In March 1896, the Revenue Cutter Service announced plans to auction the building. Knowles won the auction with a $4059 bid, but was not required to pay until the building could be inspected for damages. As many barrels of pork stored at the station were found to have spoiled, Knowles only needed to pay $3014, more than $5000 less than the station's estimated value in 1895. Knowles died soon after the building was transferred to the company in December 1896, and his business partners abandoned their operations in the area.

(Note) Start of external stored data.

//! Fixtures for unit tests and paper-trading harnesses

pub use crate::position::InMemoryPositionRepository;

use crate::position::ExecutionFill;
use crate::types::{LivePosition, Market, OutcomeToken, StrategyKind};
use chrono::{Duration, Utc};
use rust_decimal::Decimal;
use rust_decimal_macros::dec;
use std::collections::HashMap;

/// A well-formed binary market resolving in one week, with the Yes
/// token at `yes_price`
pub fn market_with_prices(question: &str, yes_price: Decimal) -> Market {
    Market {
        condition_id: "0xfixture".to_string(),
        question: question.to_string(),
        end_date: Some(Utc::now() + Duration::days(7)),
        active: true,
        closed: false,
        liquidity: dec!(50000),
        volume: dec!(120000),
        tick_size: dec!(0.01),
        tokens: vec![
            OutcomeToken {
                token_id: "yes-token".to_string(),
                outcome: "Yes".to_string(),
                price: yes_price,
            },
            OutcomeToken {
                token_id: "no-token".to_string(),
                outcome: "No".to_string(),
                price: Decimal::ONE - yes_price,
            },
        ],
    }
}

/// An execution fill entering at $0.50 with the given cost basis
pub fn fill(strategy: StrategyKind, asset_id: &str, cost_basis: Decimal) -> ExecutionFill {
    ExecutionFill {
        strategy,
        asset_id: asset_id.to_string(),
        entry_price: dec!(0.50),
        size: cost_basis / dec!(0.50),
        cost_basis,
        tx_hash: None,
        metadata: HashMap::new(),
    }
}

/// A venue snapshot row for the given asset
pub fn live_row(asset: &str, cur_price: Decimal, current_value: Decimal) -> LivePosition {
    LivePosition {
        asset: asset.to_string(),
        condition_id: "0xfixture".to_string(),
        size: dec!(100),
        avg_price: dec!(0.50),
        cur_price,
        current_value,
        cash_pnl: current_value - dec!(50),
        redeemable: false,
        outcome: "Yes".to_string(),
    }
}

Naturalist Edward Avery McIlhenny rented out the station in 1897 and collected bird specimens. That winter, a whaling fleet of over a hundred men was stranded off Point Barrow, with four ships wrecked on the ice and four more left icebound. McIlhenny helped shelter some of the stranded whalers.

In 1898, the station was sold to Cape Smyth Whaling and Trading Company manager Charles Brower, who had previously operated a trading post from a nearby shack. The shack was salvaged and Brower moved into the building. The company later added a stoop. Around the 1920s, the building was renovated: the roof was raised and steepened in order to accommodate a second floor or attic, and the front was extended. Brower's son Tom Brower later opened a cafe in the building, expanding the coal bunker into a kitchen and pantry. It continued operating as the family-owned Brower's Cafe throughout the 20th century. The building was included within the Alaska Heritage Resources Survey in 1972 and listed on the National Register of Historic Places in 1980.